How fair is an algorithm? A comment on the Algorithm Assessment Report

The worldwide use of faster, smarter and more complex algorithms have the potential to make many things better but some things worse. The now famous controversies over facial recognition software and the COMPAS criminal recidivism prediction tools that overstated the future risk of African Americans being cases in points. Of course, we have had our own history of controversy over the use of predictive analytics in the field of child welfare – first proposed to deliver preventive services, then trialled in child protection decision making at the intake office of what is now Oranga Tamariki. Neither are currently in use, confirmed in the Algorithmic Assessment report released last week by Stats NZ, a report outlining all the ways that algorithms are currently used in government Algorithm Report.

The report is a great start towards more transparency around the ways algorithmic tools are currently used in Aotearoa, and shows a commitment to increased public transparency around the use of such tools. The report gives some insight into the ways algorithms are used across a range of services – from identifying school leavers at risk of long term unemployment, to identifying dodgy packages arriving at the border for the NZ customs service. But how should we evaluate the ways algorithms impact on rights? Algorithmic tools used in social policy and criminal justice spheres inevitably shape who qualifies for limited resources, and the interactions of the state with those in contact with criminal justice systems. In both areas, there are important ethical implications, and these implications depend on the data used, the type of algorithm, and to what extent to which it is used in actual decision-making.

One way to evaluate the ethical impacts of algorithmic tools on people is via the fairness, transparency and accountability framework arising from the work of US academics. Figuring out if an algorithm is ‘fair’ leads to questions about statistical fairness like: where does the data come from used to risk score people, and is it based on a representative sample? Does the tool over-identify any particular group of people who belong to a ‘protected class’ (think class race gender) and if it does, is the disproportionate identification a reflection of disparate incidence, or social biases? Does the error rate – the level of false positives or negatives for different groups – mean that some are subject to more incorrect classifications than others? Does the feedback the tool is ‘learning from’ exacerbate or reduce biases caused by incomplete, inaccurate or skewed data?
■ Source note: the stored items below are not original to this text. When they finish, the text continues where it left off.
//! Registry error types.

use std::fmt;

use serde::{Deserialize, Serialize};

/// Error during registry operations.
#[derive(Debug, Clone, PartialEq, Eq, Serialize, Deserialize)]
pub enum RegistryError {
    /// The resource type registry has no identifiers left.
    TooManyResourceTypes {
        /// The type that could not be registered.
        resource_type: String,
    },
}

impl fmt::Display for RegistryError {
    fn fmt(&self, f: &mut fmt::Formatter<'_>) -> fmt::Result {
        match self {
            RegistryError::TooManyResourceTypes { resource_type } => {
                write!(
                    f,
                    "Cannot register resource type '{}': identifier space exhausted",
                    resource_type
                )
            }
        }
    }
}

impl std::error::Error for RegistryError {}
But these are not the only way to think about fairness and bias. Social definitions of fairness include more fundamental ways that inequities can work their ways into algorithms. For example, while a tool might be statistically ‘fair’ in terms of similar error rates between groups, it can still reproduce social inequalities if the predictor variables in the input data  reflect social biases, differentials in patterns of surveillance, or biases held by the decision-makers involved in the system concerned that become the predictor variables. Think unconscious ethnic bias on the part of decision makers in criminal justice or child protection systems, or differing levels of neighborhood surveillance for example.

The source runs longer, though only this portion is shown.